Forgiveness is like fighting to get through a wall of invisible, multi-versions of self in others. Like a giant, interlocking web of alternate or former versions of self (like in Rick and Morty…don’t wanna claim that I was the one who came up with this rickdiculously twisted and clever idea), refusing to allow anyone in or out.
Holed up in a sacred, scared, genius defense shield, woven with old selves and old patterns, giant justifications barring progress, connection and the inception of alternative interfacing patterns: A most boring existence. I cannot stand boredom. And in boredom, I go back to think on the problem.

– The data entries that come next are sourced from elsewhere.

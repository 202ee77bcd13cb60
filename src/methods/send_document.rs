use crate::api::{Part, RequestBody};
use crate::error::{ApiResult, Error};
use crate::methods::Method;
use crate::types::{Message, ParseMode, Receiver, ReplyMarkup};

/// A document to attach: raw bytes to upload, or a `file_id` already known
/// to the server.
#[derive(Debug, Clone)]
pub enum DocumentPayload {
    Bytes { file_name: String, bytes: Vec<u8> },
    Reference(String),
}

impl DocumentPayload {
    /// Upload payload from in-memory bytes.
    pub fn bytes(file_name: impl Into<String>, bytes: Vec<u8>) -> Self {
        DocumentPayload::Bytes {
            file_name: file_name.into(),
            bytes,
        }
    }

    /// Reference to a file the server already stores.
    pub fn reference(file_id: impl Into<String>) -> Self {
        DocumentPayload::Reference(file_id.into())
    }

    fn into_part(self, field: &str) -> Part {
        match self {
            DocumentPayload::Bytes { file_name, bytes } => Part::file(field, file_name, bytes),
            DocumentPayload::Reference(file_id) => Part::text(field, file_id),
        }
    }
}

/// `sendDocument` — post a file to a chat.
///
/// Always encoded as `multipart/form-data`; uploads ride as file parts,
/// references and scalar options as text parts.
#[derive(Debug, Clone)]
pub struct SendDocument {
    pub chat_id: Receiver,
    pub document: DocumentPayload,
    pub thumb: Option<DocumentPayload>,
    pub caption: Option<String>,
    pub parse_mode: Option<ParseMode>,
    pub disable_notification: Option<bool>,
    pub reply_to_message_id: Option<i64>,
    pub reply_markup: Option<ReplyMarkup>,
}

impl SendDocument {
    /// Document send with all options left at server defaults.
    pub fn new(chat_id: impl Into<Receiver>, document: DocumentPayload) -> Self {
        Self {
            chat_id: chat_id.into(),
            document,
            thumb: None,
            caption: None,
            parse_mode: None,
            disable_notification: None,
            reply_to_message_id: None,
            reply_markup: None,
        }
    }

    pub fn with_caption(mut self, caption: impl Into<String>) -> Self {
        self.caption = Some(caption.into());
        self
    }

    pub fn with_thumb(mut self, thumb: DocumentPayload) -> Self {
        self.thumb = Some(thumb);
        self
    }

    pub fn with_parse_mode(mut self, mode: ParseMode) -> Self {
        self.parse_mode = Some(mode);
        self
    }

    pub fn with_reply_to(mut self, message_id: i64) -> Self {
        self.reply_to_message_id = Some(message_id);
        self
    }

    pub fn with_reply_markup(mut self, markup: ReplyMarkup) -> Self {
        self.reply_markup = Some(markup);
        self
    }

    /// Deliver without a notification sound.
    pub fn silent(mut self) -> Self {
        self.disable_notification = Some(true);
        self
    }
}

impl Method for SendDocument {
    const NAME: &'static str = "sendDocument";
    type Response = Message;

    fn body(&self) -> ApiResult<RequestBody> {
        let mut parts = vec![
            Part::text("chat_id", self.chat_id.to_string()),
            self.document.clone().into_part("document"),
        ];

        if let Some(thumb) = self.thumb.clone() {
            parts.push(thumb.into_part("thumb"));
        }
        if let Some(caption) = &self.caption {
            parts.push(Part::text("caption", caption.clone()));
        }
        if let Some(mode) = self.parse_mode {
            parts.push(Part::text("parse_mode", mode.as_str()));
        }
        if let Some(disable) = self.disable_notification {
            parts.push(Part::text("disable_notification", disable.to_string()));
        }
        if let Some(reply_to) = self.reply_to_message_id {
            parts.push(Part::text("reply_to_message_id", reply_to.to_string()));
        }
        if let Some(markup) = &self.reply_markup {
            let encoded = serde_json::to_string(markup).map_err(Error::request)?;
            parts.push(Part::text("reply_markup", encoded));
        }

        Ok(RequestBody::Multipart(parts))
    }
}

#[cfg(test)]
mod tests {
    use super::*;
    use crate::api::PartValue;

    fn field_names(body: &RequestBody) -> Vec<&str> {
        match body {
            RequestBody::Multipart(parts) => parts.iter().map(|p| p.name.as_str()).collect(),
            other => panic!("expected multipart body, got {other:?}"),
        }
    }

    #[test]
    fn test_upload_becomes_file_part() {
        let method = SendDocument::new(5, DocumentPayload::bytes("notes.txt", b"hi".to_vec()))
            .with_caption("Notes");
        let body = method.body().unwrap();
        assert_eq!(field_names(&body), vec!["chat_id", "document", "caption"]);

        let RequestBody::Multipart(parts) = body else {
            unreachable!()
        };
        match &parts[1].value {
            PartValue::File { file_name, bytes } => {
                assert_eq!(file_name, "notes.txt");
                assert_eq!(bytes, b"hi");
            }
            other => panic!("expected file part, got {other:?}"),
        }
    }

    #[test]
    fn test_reference_becomes_text_part() {
        let method = SendDocument::new(
            Receiver::Username("@me".into()),
            DocumentPayload::reference("CAADAgAD"),
        );
        let RequestBody::Multipart(parts) = method.body().unwrap() else {
            unreachable!()
        };
        assert!(matches!(&parts[0].value, PartValue::Text(v) if v == "@me"));
        assert!(matches!(&parts[1].value, PartValue::Text(v) if v == "CAADAgAD"));
    }
}
//! Telegram Bot API data types.
//!
//! Only the fields the crate itself touches are modeled; everything else the
//! server sends is ignored by serde. The polling engine inspects nothing but
//! [`Update::update_id`] — payloads travel through it opaquely.

use std::fmt;
use std::str::FromStr;

use serde::{Deserialize, Serialize, Serializer};

/// One event record delivered by `getUpdates`.
///
/// `update_id` is a monotonically increasing integer; the engine derives its
/// next request offset from the last id of a batch.
#[derive(Debug, Clone, Deserialize, PartialEq)]
pub struct Update {
    pub update_id: i64,
    #[serde(default)]
    pub message: Option<Message>,
    #[serde(default)]
    pub edited_message: Option<Message>,
    #[serde(default)]
    pub channel_post: Option<Message>,
    #[serde(default)]
    pub edited_channel_post: Option<Message>,
}

/// A Telegram user or bot account.
#[derive(Debug, Clone, Deserialize, PartialEq)]
pub struct User {
    pub id: i64,
    pub is_bot: bool,
    pub first_name: String,
    #[serde(default)]
    pub last_name: Option<String>,
    #[serde(default)]
    pub username: Option<String>,
}

/// A chat a message belongs to.
#[derive(Debug, Clone, Deserialize, PartialEq)]
pub struct Chat {
    pub id: i64,
    #[serde(rename = "type")]
    pub kind: String,
    #[serde(default)]
    pub title: Option<String>,
    #[serde(default)]
    pub username: Option<String>,
}

/// A message, as returned by the send methods and inside updates.
#[derive(Debug, Clone, Deserialize, PartialEq)]
pub struct Message {
    pub message_id: i64,
    #[serde(default)]
    pub from: Option<User>,
    pub date: i64,
    pub chat: Chat,
    #[serde(default)]
    pub text: Option<String>,
    #[serde(default)]
    pub document: Option<Document>,
}

/// A file attached to a message.
#[derive(Debug, Clone, Deserialize, PartialEq)]
pub struct Document {
    pub file_id: String,
    #[serde(default)]
    pub file_name: Option<String>,
    #[serde(default)]
    pub mime_type: Option<String>,
    #[serde(default)]
    pub file_size: Option<i64>,
}

/// Destination of a send method: a numeric chat id or a public `@username`.
///
/// Serializes to the shape `chat_id` expects on the wire — an integer for
/// [`Receiver::Id`], a string for [`Receiver::Username`].
#[derive(Debug, Clone, PartialEq, Eq)]
pub enum Receiver {
    Id(i64),
    Username(String),
}

impl Receiver {
    /// Parses a receiver from text: `@name` becomes a username, an integer
    /// becomes a chat id. Anything else is rejected.
    pub fn parse(value: &str) -> Option<Receiver> {
        if let Some(rest) = value.strip_prefix('@') {
            if rest.is_empty() {
                return None;
            }
            return Some(Receiver::Username(value.to_string()));
        }
        value.parse::<i64>().ok().map(Receiver::Id)
    }
}

impl From<i64> for Receiver {
    fn from(id: i64) -> Self {
        Receiver::Id(id)
    }
}

impl fmt::Display for Receiver {
    fn fmt(&self, f: &mut fmt::Formatter<'_>) -> fmt::Result {
        match self {
            Receiver::Id(id) => write!(f, "{id}"),
            Receiver::Username(name) => f.write_str(name),
        }
    }
}

impl FromStr for Receiver {
    type Err = ReceiverParseError;

    fn from_str(s: &str) -> Result<Self, Self::Err> {
        Receiver::parse(s).ok_or(ReceiverParseError)
    }
}

/// Error returned when a string is neither an id nor an `@username`.
#[derive(Debug, Clone, Copy, PartialEq, Eq)]
pub struct ReceiverParseError;

impl fmt::Display for ReceiverParseError {
    fn fmt(&self, f: &mut fmt::Formatter<'_>) -> fmt::Result {
        f.write_str("receiver must be a numeric chat id or an @username")
    }
}

impl std::error::Error for ReceiverParseError {}

impl Serialize for Receiver {
    fn serialize<S: Serializer>(&self, serializer: S) -> Result<S::Ok, S::Error> {
        match self {
            Receiver::Id(id) => serializer.serialize_i64(*id),
            Receiver::Username(name) => serializer.serialize_str(name),
        }
    }
}

/// Text formatting mode for outgoing messages.
#[derive(Debug, Clone, Copy, PartialEq, Eq, Serialize)]
#[serde(rename_all = "lowercase")]
pub enum ParseMode {
    Markdown,
    Html,
}

impl ParseMode {
    /// Wire name of the mode.
    pub fn as_str(&self) -> &'static str {
        match self {
            ParseMode::Markdown => "markdown",
            ParseMode::Html => "html",
        }
    }
}

/// https://core.telegram.org/bots/api#replymarkup
#[derive(Debug, Clone, Serialize, PartialEq)]
#[serde(untagged)]
pub enum ReplyMarkup {
    InlineKeyboard(InlineKeyboardMarkup),
    ReplyKeyboard(ReplyKeyboardMarkup),
    ReplyKeyboardRemove(ReplyKeyboardRemove),
    ForceReply(ForceReply),
}

/// https://core.telegram.org/bots/api#inlinekeyboardmarkup
#[derive(Debug, Clone, Serialize, PartialEq)]
pub struct InlineKeyboardMarkup {
    pub inline_keyboard: Vec<Vec<InlineKeyboardButton>>,
}

/// https://core.telegram.org/bots/api#inlinekeyboardbutton
#[derive(Debug, Clone, Default, Serialize, PartialEq)]
pub struct InlineKeyboardButton {
    pub text: String,
    #[serde(skip_serializing_if = "Option::is_none")]
    pub url: Option<String>,
    #[serde(skip_serializing_if = "Option::is_none")]
    pub callback_data: Option<String>,
    #[serde(skip_serializing_if = "Option::is_none")]
    pub switch_inline_query: Option<String>,
    #[serde(skip_serializing_if = "Option::is_none")]
    pub switch_inline_query_current_chat: Option<String>,
    #[serde(skip_serializing_if = "Option::is_none")]
    pub pay: Option<bool>,
}

/// https://core.telegram.org/bots/api#replykeyboardmarkup
#[derive(Debug, Clone, Serialize, PartialEq)]
pub struct ReplyKeyboardMarkup {
    pub keyboard: Vec<Vec<KeyboardButton>>,
    #[serde(skip_serializing_if = "Option::is_none")]
    pub resize_keyboard: Option<bool>,
    #[serde(skip_serializing_if = "Option::is_none")]
    pub one_time_keyboard: Option<bool>,
    #[serde(skip_serializing_if = "Option::is_none")]
    pub selective: Option<bool>,
}

/// https://core.telegram.org/bots/api#keyboardbutton
#[derive(Debug, Clone, Serialize, PartialEq)]
pub struct KeyboardButton {
    pub text: String,
    #[serde(skip_serializing_if = "Option::is_none")]
    pub request_contact: Option<bool>,
    #[serde(skip_serializing_if = "Option::is_none")]
    pub request_location: Option<bool>,
}

/// https://core.telegram.org/bots/api#replykeyboardremove
#[derive(Debug, Clone, Serialize, PartialEq)]
pub struct ReplyKeyboardRemove {
    pub remove_keyboard: bool,
    #[serde(skip_serializing_if = "Option::is_none")]
    pub selective: Option<bool>,
}

/// https://core.telegram.org/bots/api#forcereply
#[derive(Debug, Clone, Serialize, PartialEq)]
pub struct ForceReply {
    pub force_reply: bool,
    #[serde(skip_serializing_if = "Option::is_none")]
    pub selective: Option<bool>,
}

#[cfg(test)]
mod tests {
    use super::*;

    #[test]
    fn test_receiver_parses_id_and_username() {
        assert_eq!(Receiver::parse("12345"), Some(Receiver::Id(12345)));
        assert_eq!(Receiver::parse("-100987"), Some(Receiver::Id(-100987)));
        assert_eq!(
            Receiver::parse("@channel"),
            Some(Receiver::Username("@channel".to_string()))
        );
        assert_eq!(Receiver::parse("@"), None);
        assert_eq!(Receiver::parse("not-a-receiver"), None);
    }

    #[test]
    fn test_receiver_wire_shape() {
        let id = serde_json::to_value(Receiver::Id(42)).unwrap();
        assert_eq!(id, serde_json::json!(42));

        let name = serde_json::to_value(Receiver::Username("@me".into())).unwrap();
        assert_eq!(name, serde_json::json!("@me"));
    }

    #[test]
    fn test_update_decodes_with_unknown_fields() {
        let raw = serde_json::json!({
            "update_id": 100,
            "message": {
                "message_id": 7,
                "date": 1_533_600_000,
                "chat": {"id": 1, "type": "private"},
                "text": "hi",
                "some_future_field": true
            },
            "another_future_field": {"nested": 1}
        });
        let update: Update = serde_json::from_value(raw).unwrap();
        assert_eq!(update.update_id, 100);
        assert_eq!(update.message.unwrap().text.as_deref(), Some("hi"));
    }

    #[test]
    fn test_reply_markup_serializes_flat() {
        let markup = ReplyMarkup::ForceReply(ForceReply {
            force_reply: true,
            selective: None,
        });
        assert_eq!(
            serde_json::to_value(&markup).unwrap(),
            serde_json::json!({"force_reply": true})
        );
    }
}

And when I go back to stop and think, momentum in the moving moment stops. And the itchy, boredom sets in deeper. Grabs a hold like infinity’s arms, all swinging and gripping with fevered intensity, desperate not to be forgotten, as the old selves know that they were just practice versions, which have already served their goal. To bring to light the lesson that is to be learned.
So many times, advised to stop being so hard on myself. But why? I ask. Because by doing this I deprive the world of whatever is in me to give? Because I miss out on life, and come across as a navel-gazing narcissist by constantly remaining focused on what caused the problem? So that I might undo the conditioning that made it so? I suppose.
But what if I’m not ready? And so much of me is not. Bullocks to that! I hear myself roar inside. Did you hear what you have just admitted? Do you not see the courage that took? Do you not see what you have learned? Have you forgotten all that you have learned, too focused on hoarding yourself, wasting the soul food inside that seeks to grow from the seeds in the perfect garbage can of time?
What have I learned, outside the walls of me? Those walls which have so far confined me to relive old belief systems – and in a web of infinite possibilities, no less? Why do we relive old patterns? Is it just conditioning? If so, then all we must do is change the conditioning.
How? If it were as simple as that, then why aren’t we doing it? We are. It is our design. It is not easy, but it is simple. And it is the only real choice we have. To choose better.
And to me, to be as hard as possible on oneself – to the extent that one can truly handle what one sees in oneself (when overwhelmed, there is a lesson to be learned, and timely withdrawal is the only weapon the mind would be advised to draw) – in order for one to evolve.
I am coded to keep the pressure of ‘Don’t be a hypocritical chump’, on. Otherwise, I am painfully aware in every moment that I die slowly, waiting to be eaten by time, stuck inside that confined web.
I have been programmed to never forget how choosing poorly – and even justified reasons can be ‘bad’ ones – diminishes the parts of you that knows you were designed for better.
Because you are better. So am I. Don’t believe me? Start writing down all the things you have done and become since the last time you thought about who you are.
Yes. And now, in an ironic twist, I see clearly that I have not been hard enough on myself, in a sense. One cannot grow in stress, but one cannot grow without knowing oneself either. And this causes pressure. It has to. It’s like filling a balloon with more air and expecting it not to grow in size…and yes, eventually, it will feel like popping, but it only feels that way. And when it does, let it burst open and use the breath to start again.
To follow the Master’s path, one must become the beginner again in every moment. And that means, bringing it back to the very basics. Breathing, with patience, and reminding others that we are all dealing with the expansion and contraction.
I have learned that if I don’t constantly, compassionately and patiently apply better standards, by forgiving those parts of me that had me convinced that I was not designed for more – like when I feel sorry for myself that I cannot join my fellow cardio level uppers – then wubbalubbadubdub…watch me drown in a sea of my own design. And watch me hold a pose that makes me able to breathe underwater.